The great and mighty Stephen King obviously doesn't need any of my help selling any books - his author book-jacket blurb flatly states "the author of more than fifty books, all of them worldwide bestsellers" but I recently got the opportunity to knock two more of my all-time-King list: Revival (published in November 2014) and Mr. Mercedes (published in June 2014). (How does he do that? Publish two complete novels in the same year?) I'm not going to count either of these as my favorites but I almost always enjoy a new King read.
Revival follows the life of Jamie Morton, and his connection with the at first charismatic, and later sinister, Reverent Charles Jacobs. Reverend Jacobs is at first an electricity hobbyist but after a horrific family tragedy, becomes more and more obsessed with the power coursing through the earth and its sky. Jamie's path keeps crossing with Jacobs; they are inexplicably intertwined, right up to the sharp swerve into The Dark Tower/Lovecraftian ending of the book.

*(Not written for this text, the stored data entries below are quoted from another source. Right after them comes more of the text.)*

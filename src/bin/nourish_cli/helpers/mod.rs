// ABOUTME: Helper modules for nourish-cli
// ABOUTME: Argument parsers and terminal output formatting
//
// SPDX-License-Identifier: MIT OR Apache-2.0
// Copyright (c) 2025 Pierre Fitness Intelligence

pub mod display;
pub mod parse;
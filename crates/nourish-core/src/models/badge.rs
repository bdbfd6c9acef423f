// ABOUTME: Achievement badge catalog and unlocked badge records
// ABOUTME: The catalog is static; a profile owns at most one Badge per BadgeId
//
// SPDX-License-Identifier: MIT OR Apache-2.0
// Copyright (c) 2025 Pierre Fitness Intelligence

use chrono::{DateTime, Utc};
use serde::{Deserialize, Serialize};
use std::fmt;

/// Stable identifier of a badge definition
#[derive(Debug, Clone, Copy, Serialize, Deserialize, PartialEq, Eq, Hash, PartialOrd, Ord)]
pub enum BadgeId {
    /// Logged the first meal
    #[serde(rename = "first_log")]
    FirstLog,
    /// Three day streak
    #[serde(rename = "streak_3")]
    Streak3,
    /// Seven day streak
    #[serde(rename = "streak_7")]
    Streak7,
    /// Fourteen day streak
    #[serde(rename = "streak_14")]
    Streak14,
    /// Meal scored 80 or more
    #[serde(rename = "quality_80")]
    Quality80,
    /// Every macro within tolerance of its target for a day
    #[serde(rename = "perfect_day")]
    PerfectDay,
}

impl BadgeId {
    /// Wire name of the badge
    #[must_use]
    pub const fn as_str(&self) -> &'static str {
        match self {
            Self::FirstLog => "first_log",
            Self::Streak3 => "streak_3",
            Self::Streak7 => "streak_7",
            Self::Streak14 => "streak_14",
            Self::Quality80 => "quality_80",
            Self::PerfectDay => "perfect_day",
        }
    }

    /// Catalog entry for this id
    #[must_use]
    pub fn definition(self) -> &'static BadgeDefinition {
        // Every id has exactly one catalog row, in declaration order
        &BADGE_CATALOG[self as usize]
    }
}

impl fmt::Display for BadgeId {
    fn fmt(&self, f: &mut fmt::Formatter<'_>) -> fmt::Result {
        f.write_str(self.as_str())
    }
}

/// Static description of a badge
#[derive(Debug, Clone, Copy, PartialEq, Eq, Serialize)]
pub struct BadgeDefinition {
    /// Identifier
    pub id: BadgeId,
    /// Display name
    pub name: &'static str,
    /// What the user did to earn it
    pub description: &'static str,
    /// Emoji icon
    pub icon: &'static str,
}

impl BadgeDefinition {
    /// Stamp this definition as unlocked at `at`
    #[must_use]
    pub fn unlock(&self, at: DateTime<Utc>) -> Badge {
        Badge {
            id: self.id,
            name: self.name.to_owned(),
            description: self.description.to_owned(),
            icon: self.icon.to_owned(),
            unlocked_at: at,
        }
    }
}

/// Every badge that can be earned, indexed by `BadgeId as usize`
pub static BADGE_CATALOG: [BadgeDefinition; 6] = [
    BadgeDefinition {
        id: BadgeId::FirstLog,
        name: "First Step",
        description: "Logged your first meal",
        icon: "🌱",
    },
    BadgeDefinition {
        id: BadgeId::Streak3,
        name: "On Fire",
        description: "3-day logging streak",
        icon: "🔥",
    },
    BadgeDefinition {
        id: BadgeId::Streak7,
        name: "Unstoppable",
        description: "7-day logging streak",
        icon: "🚀",
    },
    BadgeDefinition {
        id: BadgeId::Streak14,
        name: "Habit Master",
        description: "14-day logging streak",
        icon: "👑",
    },
    BadgeDefinition {
        id: BadgeId::Quality80,
        name: "Clean Eater",
        description: "Logged a meal with 80+ quality score",
        icon: "🥗",
    },
    BadgeDefinition {
        id: BadgeId::PerfectDay,
        name: "Perfect Day",
        description: "Hit all macro targets within 10%",
        icon: "🎯",
    },
];

/// A badge owned by a user
#[derive(Debug, Clone, PartialEq, Eq, Serialize, Deserialize)]
pub struct Badge {
    /// Identifier of the definition
    pub id: BadgeId,
    /// Display name at unlock time
    pub name: String,
    /// Description at unlock time
    pub description: String,
    /// Emoji icon
    pub icon: String,
    /// When the badge was granted
    pub unlocked_at: DateTime<Utc>,
}
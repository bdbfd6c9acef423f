// ABOUTME: Account and profile commands for nourish-cli
// ABOUTME: Registration, onboarding, profile edits, rename and theme toggling
//
// SPDX-License-Identifier: MIT OR Apache-2.0
// Copyright (c) 2025 Pierre Fitness Intelligence

use anyhow::{Context, Result};
use nourish::auth::AuthService;
use nourish::session::UserSession;
use nourish::tracker::{OnboardingInput, ProfileUpdate, Tracker};
use nourish_core::models::{Biometrics, DietaryPreference};
use tracing::info;

use crate::helpers::display::display_profile;

pub const fn dietary_preference(vegetarian: bool) -> DietaryPreference {
    if vegetarian {
        DietaryPreference::Vegetarian
    } else {
        DietaryPreference::NonVegetarian
    }
}

/// Create an account
pub async fn register(auth: &AuthService, username: &str, password: &str) -> Result<()> {
    let account = auth.register(username, password).await?;
    info!("Registered account {}", account.id);
    println!("Account '{}' created. Next: run `onboard` to set up your profile.", account.username);
    Ok(())
}

/// Complete onboarding
pub async fn onboard(
    session: &mut UserSession,
    name: String,
    biometrics: Biometrics,
    target_weight_kg: f64,
    vegetarian: bool,
) -> Result<()> {
    let input = OnboardingInput {
        name,
        biometrics,
        target_weight_kg,
        dietary_preference: dietary_preference(vegetarian),
    };
    let profile = session
        .apply(|tracker| tracker.complete_onboarding(input).cloned())
        .await?;
    display_profile(&profile);
    Ok(())
}

/// Show the profile
pub fn show(session: &UserSession) -> Result<()> {
    let profile = session
        .tracker()
        .profile()
        .context("No profile yet: run `onboard` first")?;
    display_profile(profile);
    Ok(())
}

/// Update biometrics and preferences
pub async fn update(session: &mut UserSession, update: ProfileUpdate) -> Result<()> {
    let profile = session
        .apply(|tracker| tracker.update_profile(update).cloned())
        .await?;
    display_profile(&profile);
    Ok(())
}

/// Change the display name
pub async fn rename(session: &mut UserSession, name: &str) -> Result<()> {
    session.apply(|tracker| tracker.rename(name)).await?;
    println!("Name updated.");
    Ok(())
}

/// Toggle the theme
pub async fn toggle_theme(session: &mut UserSession) -> Result<()> {
    let theme = session.apply(Tracker::toggle_theme).await?;
    println!("Theme is now {theme:?}.");
    Ok(())
}
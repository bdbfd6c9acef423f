// ABOUTME: JSON file stores for accounts and per-user snapshots under the data directory
// ABOUTME: Writes go to a temporary sibling first and are renamed into place
//
// SPDX-License-Identifier: MIT OR Apache-2.0
// Copyright (c) 2025 Pierre Fitness Intelligence

//! Layout:
//!
//! ```text
//! <data_dir>/accounts.json        every registered account
//! <data_dir>/users/<user_id>.json one snapshot per user
//! ```

use super::{AccountStore, UserDataStore};
use nourish_core::constants::persistence::{ACCOUNTS_FILE, USER_DATA_DIR};
use nourish_core::errors::{AppError, AppResult};
use nourish_core::models::{UserAccount, UserData};
use serde::de::DeserializeOwned;
use serde::Serialize;
use std::io;
use std::path::{Path, PathBuf};
use tokio::fs;
use tokio::sync::Mutex;
use uuid::Uuid;

async fn read_json<T: DeserializeOwned>(path: &Path) -> AppResult<Option<T>> {
    match fs::read(path).await {
        Ok(bytes) => {
            let value = serde_json::from_slice(&bytes).map_err(|e| {
                AppError::serialization(format!("Corrupt data in {}", path.display()))
                    .with_source(e)
            })?;
            Ok(Some(value))
        }
        Err(e) if e.kind() == io::ErrorKind::NotFound => Ok(None),
        Err(e) => Err(
            AppError::storage(format!("Failed to read {}", path.display())).with_source(e),
        ),
    }
}

async fn write_json<T: Serialize + Sync>(path: &Path, value: &T) -> AppResult<()> {
    let bytes = serde_json::to_vec_pretty(value)?;
    let tmp = path.with_extension("json.tmp");

    fs::write(&tmp, &bytes).await.map_err(|e| {
        AppError::storage(format!("Failed to write {}", tmp.display())).with_source(e)
    })?;
    fs::rename(&tmp, path).await.map_err(|e| {
        AppError::storage(format!("Failed to replace {}", path.display())).with_source(e)
    })?;
    Ok(())
}

/// One JSON file per user
#[derive(Debug)]
pub struct FileUserDataStore {
    dir: PathBuf,
}

impl FileUserDataStore {
    /// Open the store, creating `<data_dir>/users` if needed
    ///
    /// # Errors
    ///
    /// Returns a storage error if the directory cannot be created
    pub async fn open(data_dir: &Path) -> AppResult<Self> {
        let dir = data_dir.join(USER_DATA_DIR);
        fs::create_dir_all(&dir).await.map_err(|e| {
            AppError::storage(format!("Failed to create {}", dir.display())).with_source(e)
        })?;
        Ok(Self { dir })
    }

    fn path_for(&self, user_id: Uuid) -> PathBuf {
        self.dir.join(format!("{user_id}.json"))
    }
}

#[async_trait::async_trait]
impl UserDataStore for FileUserDataStore {
    async fn load(&self, user_id: Uuid) -> AppResult<Option<UserData>> {
        read_json(&self.path_for(user_id)).await
    }

    async fn save(&self, user_id: Uuid, data: &UserData) -> AppResult<()> {
        write_json(&self.path_for(user_id), data).await
    }
}

/// All accounts in a single JSON array
#[derive(Debug)]
pub struct FileAccountStore {
    path: PathBuf,
    // Serializes read-modify-write cycles on the accounts file
    write_lock: Mutex<()>,
}

impl FileAccountStore {
    /// Open the store, creating the data directory if needed
    ///
    /// # Errors
    ///
    /// Returns a storage error if the directory cannot be created
    pub async fn open(data_dir: &Path) -> AppResult<Self> {
        fs::create_dir_all(data_dir).await.map_err(|e| {
            AppError::storage(format!("Failed to create {}", data_dir.display())).with_source(e)
        })?;
        Ok(Self {
            path: data_dir.join(ACCOUNTS_FILE),
            write_lock: Mutex::new(()),
        })
    }

    async fn read_all(&self) -> AppResult<Vec<UserAccount>> {
        Ok(read_json(&self.path).await?.unwrap_or_default())
    }
}

#[async_trait::async_trait]
impl AccountStore for FileAccountStore {
    async fn find_by_username(&self, username: &str) -> AppResult<Option<UserAccount>> {
        Ok(self
            .read_all()
            .await?
            .into_iter()
            .find(|account| account.username == username))
    }

    async fn insert(&self, account: UserAccount) -> AppResult<()> {
        let _guard = self.write_lock.lock().await;

        let mut accounts = self.read_all().await?;
        if accounts.iter().any(|a| a.username == account.username) {
            return Err(AppError::already_exists(format!(
                "Username '{}'",
                account.username
            )));
        }
        accounts.push(account);
        write_json(&self.path, &accounts).await
    }
}
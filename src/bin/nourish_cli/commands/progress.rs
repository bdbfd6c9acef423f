// ABOUTME: Progress commands for nourish-cli
// ABOUTME: Today summary, streak, badges, history with trend, and CSV export
//
// SPDX-License-Identifier: MIT OR Apache-2.0
// Copyright (c) 2025 Pierre Fitness Intelligence

use anyhow::{Context, Result};
use nourish::session::UserSession;
use nourish_intelligence::{calorie_weight_series, export_csv as render_csv, export_file_name, history as day_history};
use std::path::PathBuf;

use crate::helpers::display::{display_badges, display_history, display_summary, display_trend};

pub fn summary(session: &UserSession) {
    display_summary(&session.tracker().today_summary());
}

pub fn streak(session: &UserSession) {
    let streak = session.tracker().streak();
    match streak {
        0 => println!("No active streak. Log a meal today to start one."),
        1 => println!("1 day streak"),
        n => println!("{n} day streak"),
    }
}

pub fn badges(session: &UserSession) {
    let badges = session
        .tracker()
        .profile()
        .map_or(&[][..], |profile| profile.badges.as_slice());
    display_badges(badges);
}

pub fn history(session: &UserSession, trend: bool) {
    let tracker = session.tracker();
    display_history(&day_history(tracker.logs()));
    if trend {
        let fallback = tracker
            .profile()
            .map_or(0.0, |profile| profile.biometrics().weight_kg);
        display_trend(&calorie_weight_series(tracker.logs(), fallback));
    }
}

/// Write the CSV report to a file or stdout
pub async fn export_csv(session: &UserSession, output: Option<PathBuf>) -> Result<()> {
    let tracker = session.tracker();
    let Some(csv) = render_csv(tracker.logs()) else {
        println!("No data to export!");
        return Ok(());
    };

    match output {
        Some(path) => {
            let path = if path.is_dir() {
                path.join(export_file_name(tracker.today()))
            } else {
                path
            };
            tokio::fs::write(&path, csv)
                .await
                .with_context(|| format!("Failed to write {}", path.display()))?;
            println!("Exported to {}", path.display());
        }
        None => println!("{csv}"),
    }
    Ok(())
}
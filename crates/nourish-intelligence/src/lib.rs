// ABOUTME: Nutrition and gamification engine for the Nourish tracker
// ABOUTME: Pure calculator, log aggregation, streak and badge evaluation, progress trends
//
// SPDX-License-Identifier: MIT OR Apache-2.0
// Copyright (c) 2025 Pierre Fitness Intelligence

#![deny(unsafe_code)]

//! # Nourish Intelligence
//!
//! Synchronous, side-effect free engine. Every function takes the current
//! state by reference and returns new values; persistence and clocks belong
//! to the caller.
//!
//! ## Modules
//!
//! - **config**: Mifflin-St Jeor coefficients, activity factors, goal splits
//! - **`nutrition_calculator`**: BMR, TDEE and macro targets
//! - **aggregation**: appending meals and summing daily logs
//! - **streak**: consecutive logging days
//! - **badges**: badge unlock evaluation
//! - **trends**: history, calorie/weight series, CSV export

/// Calculator configuration
pub mod config;

/// BMR, TDEE and macro target calculation
pub mod nutrition_calculator;

/// Daily log aggregation
pub mod aggregation;

/// Logging streak evaluation
pub mod streak;

/// Badge unlock evaluation
pub mod badges;

/// Progress history and export
pub mod trends;

pub use aggregation::{
    append_meal, daily_totals, ensure_today_entry, find_log, period_totals, record_weight,
    total_meal_count, AppendOutcome,
};
pub use badges::{check_new_badges, check_new_badges_with_targets, is_perfect_day};
pub use config::NutritionConfig;
pub use nutrition_calculator::{
    calculate_bmr, calculate_macro_targets, calculate_targets, calculate_tdee,
};
pub use streak::calculate_streak;
pub use trends::{calorie_weight_series, export_csv, export_file_name, history, DaySummary, TrendPoint};
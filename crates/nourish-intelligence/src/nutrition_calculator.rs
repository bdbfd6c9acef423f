// ABOUTME: Nutrition target calculation: BMR, TDEE, and goal-based macronutrient targets
// ABOUTME: Pure and deterministic; recomputed whenever biometrics, activity, or goal change
//
// SPDX-License-Identifier: MIT OR Apache-2.0
// Copyright (c) 2025 Pierre Fitness Intelligence

//! Nutrition Calculator Module
//!
//! Three-step pipeline turning a user's biometrics into daily targets:
//!
//! 1. BMR from the Mifflin-St Jeor equation (unrounded)
//! 2. TDEE as BMR times an activity factor (rounded to whole kcal)
//! 3. Goal-adjusted calories split into protein, carbs and fat grams
//!
//! Every gram value is rounded on its own, so `4p + 4c + 9f` may differ from
//! the calorie target by a few kcal. That approximation is accepted.
//!
//! # Scientific References
//!
//! - Mifflin, M.D., et al. (1990). A new predictive equation for resting energy expenditure.
//!   *American Journal of Clinical Nutrition*, 51(2), 241-247.
//!   <https://doi.org/10.1093/ajcn/51.2.241>

use crate::config::{
    ActivityFactorsConfig, BmrConfig, EnergyDensityConfig, GoalConfig, MacroSplit,
    NutritionConfig,
};
use nourish_core::models::{ActivityLevel, Biometrics, GoalType, MacroTargets, NutritionTargets, Sex};

/// Calculate Basal Metabolic Rate using the Mifflin-St Jeor equation (1990)
///
/// Formula: BMR = (10 x `weight_kg`) + (6.25 x `height_cm`) - (5 x age) + `sex_constant`
/// - Male: +5
/// - Female: -161
///
/// No rounding is applied and no input range is enforced; validating
/// biometrics is the caller's concern.
///
/// # Reference
/// Mifflin et al. (1990) DOI: 10.1093/ajcn/51.2.241
#[must_use]
pub fn calculate_bmr(weight_kg: f64, height_cm: f64, age: u32, sex: Sex, config: &BmrConfig) -> f64 {
    let weight_component = config.msj_weight_coef * weight_kg;
    let height_component = config.msj_height_coef * height_cm;
    let age_component = config.msj_age_coef * f64::from(age);

    let sex_constant = match sex {
        Sex::Male => config.msj_male_constant,
        Sex::Female => config.msj_female_constant,
    };

    weight_component + height_component + age_component + sex_constant
}

/// Activity multiplier for a level
#[must_use]
pub const fn activity_factor(activity_level: ActivityLevel, config: &ActivityFactorsConfig) -> f64 {
    match activity_level {
        ActivityLevel::Sedentary => config.sedentary,
        ActivityLevel::LightlyActive => config.lightly_active,
        ActivityLevel::ModeratelyActive => config.moderately_active,
        ActivityLevel::VeryActive => config.very_active,
        ActivityLevel::Athlete => config.athlete,
    }
}

/// Calculate Total Daily Energy Expenditure (TDEE)
///
/// Formula: TDEE = round(BMR x Activity Factor)
///
/// - Sedentary: 1.2
/// - Lightly active: 1.375
/// - Moderately active: 1.55
/// - Very active: 1.725
/// - Athlete: 1.9
#[must_use]
pub fn calculate_tdee(bmr: f64, activity_level: ActivityLevel, config: &ActivityFactorsConfig) -> f64 {
    (bmr * activity_factor(activity_level, config)).round()
}

/// Calculate daily calorie and macronutrient targets for a goal
///
/// - Lose weight: round(TDEE x 0.80), 35/35/30 protein/carbs/fat
/// - Gain muscle: round(TDEE x 1.10), 30/45/25
/// - Maintain: TDEE unchanged, 25/45/30
///
/// Grams are `round(calories x share / kcal_per_gram)`. A TDEE of zero yields
/// all-zero targets.
#[must_use]
pub fn calculate_macro_targets(
    tdee: f64,
    goal: GoalType,
    goals: &GoalConfig,
    energy: &EnergyDensityConfig,
) -> MacroTargets {
    let (calories, split) = match goal {
        GoalType::LoseWeight => (
            (tdee * goals.lose_weight_calorie_factor).round(),
            goals.lose_weight_split,
        ),
        GoalType::GainMuscle => (
            (tdee * goals.gain_muscle_calorie_factor).round(),
            goals.gain_muscle_split,
        ),
        GoalType::Maintain => (tdee, goals.maintain_split),
    };

    split_calories(calories, split, energy)
}

fn split_calories(calories: f64, split: MacroSplit, energy: &EnergyDensityConfig) -> MacroTargets {
    MacroTargets {
        calories,
        protein_g: (calories * split.protein / energy.protein).round(),
        carbs_g: (calories * split.carbs / energy.carbs).round(),
        fat_g: (calories * split.fat / energy.fat).round(),
    }
}

/// Calculate BMR, TDEE and macro targets in one pass
///
/// This is the entry point used whenever a profile is created or any of its
/// biometric, activity or goal fields change.
#[must_use]
pub fn calculate_targets(biometrics: &Biometrics, config: &NutritionConfig) -> NutritionTargets {
    let bmr = calculate_bmr(
        biometrics.weight_kg,
        biometrics.height_cm,
        biometrics.age,
        biometrics.sex,
        &config.bmr,
    );
    let tdee = calculate_tdee(bmr, biometrics.activity_level, &config.activity_factors);
    let macro_targets = calculate_macro_targets(tdee, biometrics.goal, &config.goals, &config.energy);

    NutritionTargets {
        bmr,
        tdee,
        macro_targets,
    }
}

#[cfg(test)]
mod tests {
    use super::*;

    fn config() -> NutritionConfig {
        NutritionConfig::default()
    }

    #[test]
    fn test_bmr_male_typical() {
        // 10 * 75 + 6.25 * 180 - 5 * 30 + 5 = 1730
        let bmr = calculate_bmr(75.0, 180.0, 30, Sex::Male, &config().bmr);
        assert!((bmr - 1730.0).abs() < f64::EPSILON);
    }

    #[test]
    fn test_bmr_female_typical() {
        // 10 * 60 + 6.25 * 165 - 5 * 25 - 161 = 1345.25
        let bmr = calculate_bmr(60.0, 165.0, 25, Sex::Female, &config().bmr);
        assert!((bmr - 1345.25).abs() < f64::EPSILON);
    }

    #[test]
    fn test_bmr_is_not_clamped_or_rounded() {
        let bmr = calculate_bmr(40.0, 140.0, 20, Sex::Female, &config().bmr);
        // 400 + 875 - 100 - 161 = 1014
        assert!((bmr - 1014.0).abs() < f64::EPSILON);

        let bmr = calculate_bmr(0.0, 0.0, 0, Sex::Female, &config().bmr);
        assert!((bmr + 161.0).abs() < f64::EPSILON);
    }

    #[test]
    fn test_tdee_rounds_to_whole_kcal() {
        // 1345.25 * 1.375 = 1849.71875
        let tdee = calculate_tdee(1345.25, ActivityLevel::LightlyActive, &config().activity_factors);
        assert!((tdee - 1850.0).abs() < f64::EPSILON);
    }

    #[test]
    fn test_lose_weight_targets() {
        let c = config();
        let targets = calculate_macro_targets(2000.0, GoalType::LoseWeight, &c.goals, &c.energy);

        assert!((targets.calories - 1600.0).abs() < f64::EPSILON);
        assert!((targets.protein_g - 140.0).abs() < f64::EPSILON);
        assert!((targets.carbs_g - 140.0).abs() < f64::EPSILON);
        // 1600 * 0.30 / 9 = 53.33
        assert!((targets.fat_g - 53.0).abs() < f64::EPSILON);
    }

    #[test]
    fn test_gain_muscle_targets() {
        let c = config();
        let targets = calculate_macro_targets(2000.0, GoalType::GainMuscle, &c.goals, &c.energy);

        assert!((targets.calories - 2200.0).abs() < f64::EPSILON);
        assert!((targets.protein_g - 165.0).abs() < f64::EPSILON);
        // 2200 * 0.45 / 4 = 247.5 rounds up
        assert!((targets.carbs_g - 248.0).abs() < f64::EPSILON);
        // 2200 * 0.25 / 9 = 61.1
        assert!((targets.fat_g - 61.0).abs() < f64::EPSILON);
    }

    #[test]
    fn test_zero_tdee_yields_zero_targets() {
        let c = config();
        for goal in [GoalType::LoseWeight, GoalType::Maintain, GoalType::GainMuscle] {
            let targets = calculate_macro_targets(0.0, goal, &c.goals, &c.energy);
            assert_eq!(targets, MacroTargets::default());
        }
    }
}
// ABOUTME: Meal and weight logging commands for nourish-cli
// ABOUTME: Saves meals from items or templates and reports streaks and unlocked badges
//
// SPDX-License-Identifier: MIT OR Apache-2.0
// Copyright (c) 2025 Pierre Fitness Intelligence

use anyhow::Result;
use chrono::Utc;
use nourish::session::UserSession;
use nourish::tracker::MealDraft;
use nourish_core::models::{FoodItem, MealType, QualityScore};
use uuid::Uuid;

use crate::helpers::display::display_meal_outcome;

/// Log a meal from food items
pub async fn log(
    session: &mut UserSession,
    meal_type: MealType,
    items: Vec<FoodItem>,
    score: f64,
    explanation: String,
    image_ref: Option<String>,
) -> Result<()> {
    let draft = MealDraft {
        meal_type,
        items,
        quality: QualityScore {
            score,
            explanation,
            suggestions: Vec::new(),
        },
        image_ref,
    };
    let outcome = session
        .apply(|tracker| tracker.save_meal(draft, Utc::now()))
        .await?;
    display_meal_outcome(&outcome);
    Ok(())
}

/// Log a meal from a saved template
pub async fn log_from_template(
    session: &mut UserSession,
    template_id: Uuid,
    meal_type: MealType,
) -> Result<()> {
    let outcome = session
        .apply(|tracker| tracker.log_template(template_id, meal_type, Utc::now()))
        .await?;
    display_meal_outcome(&outcome);
    Ok(())
}

/// Record today's weight
pub async fn weight(session: &mut UserSession, weight_kg: f64) -> Result<()> {
    session
        .apply(|tracker| tracker.record_weight(weight_kg))
        .await?;
    println!("Recorded {weight_kg} kg for today.");
    Ok(())
}
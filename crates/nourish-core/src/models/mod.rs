// ABOUTME: Data model for profiles, daily logs, meals, badges, templates, and accounts
// ABOUTME: Re-exports all model types for convenient access
//
// SPDX-License-Identifier: MIT OR Apache-2.0
// Copyright (c) 2025 Pierre Fitness Intelligence

/// Accounts and persisted user snapshots
pub mod account;
/// Badge catalog and owned badges
pub mod badge;
/// Day-indexed log entries
pub mod log;
/// Meals, food items, quality scores, templates
pub mod meal;
/// Profiles, biometrics and targets
pub mod profile;

pub use account::{UserAccount, UserData};
pub use badge::{Badge, BadgeDefinition, BadgeId, BADGE_CATALOG};
pub use log::DailyLog;
pub use meal::{Confidence, FoodItem, MacroTotals, Meal, MealTemplate, MealType, QualityScore};
pub use profile::{
    ActivityLevel, Biometrics, DietaryPreference, GoalType, MacroTargets, NutritionTargets,
    Profile, Sex, Theme,
};
// ABOUTME: Main library entry point for the Nourish nutrition tracker
// ABOUTME: Application layer over the engine: accounts, sessions, autosave, and persistence
//
// SPDX-License-Identifier: MIT OR Apache-2.0
// Copyright (c) 2025 Pierre Fitness Intelligence

#![deny(unsafe_code)]

//! # Nourish
//!
//! Personal nutrition tracking: daily calorie and macro targets from
//! biometrics, a day-indexed meal log, logging streaks, and achievement badges.
//!
//! ## Architecture
//!
//! - **`nourish_core`**: data model, errors, constants
//! - **`nourish_intelligence`**: pure calculator, aggregation, streak and badge engine
//! - **tracker**: per-user state driving the engine
//! - **session**: login, snapshot loading, debounced saving
//! - **persistence**: account and snapshot stores (file or memory)
//!
//! ## Example Usage
//!
//! ```rust,no_run
//! use nourish::config::AppConfig;
//! use nourish::persistence::Stores;
//! use nourish::auth::AuthService;
//! use nourish::session::UserSession;
//! use nourish_core::errors::AppResult;
//!
//! #[tokio::main]
//! async fn main() -> AppResult<()> {
//!     let config = AppConfig::from_env()?;
//!     let stores = Stores::open(&config).await?;
//!     let auth = AuthService::new(stores.accounts.clone(), stores.user_data.clone());
//!
//!     auth.register("sam", "hunter2").await?;
//!     let session = UserSession::login(&auth, stores.user_data, &config, "sam", "hunter2").await?;
//!     println!("Streak: {}", session.tracker().streak());
//!     session.logout().await
//! }
//! ```

/// Account registration and login
pub mod auth;

/// Debounced snapshot persistence
pub mod autosave;

/// Environment configuration
pub mod config;

/// Structured logging setup
pub mod logging;

/// Account and snapshot stores
pub mod persistence;

/// Logged-in user sessions
pub mod session;

/// Per-user application state
pub mod tracker;

pub use nourish_core::errors::{AppError, AppResult, ErrorCode};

Mr. Mercedes has no supernatural elements and is a straight-up cop thriller. In an unnamed Midwestern city, a terrible mass murder case has gone unsolved after a masked man driving a tank of a Mercedes plows into a crowd of applicants at a jobs fair. Retired detective Bill Hodges can't let the case go and, when he receives a letter purporting to be from the driver of that Mercedes, Bill is compelled to solve the case. Told from twin points of view - Bill's and the killer's - the point of this novel is not to figure out whodunnit (you know who by page 42), but to see whether the good guys will be able to catch the very clever but all too human bad guy.
I liked Mr. Mercedes well enough (certainly moreso than Revival) and was interested to learn that King's latest, Finders Keepers, is a related book, revisiting with some of the characters but following a different plot line entirely. I prefer my Stephen King on the spooky side but I'm always up to see what he's got for us next.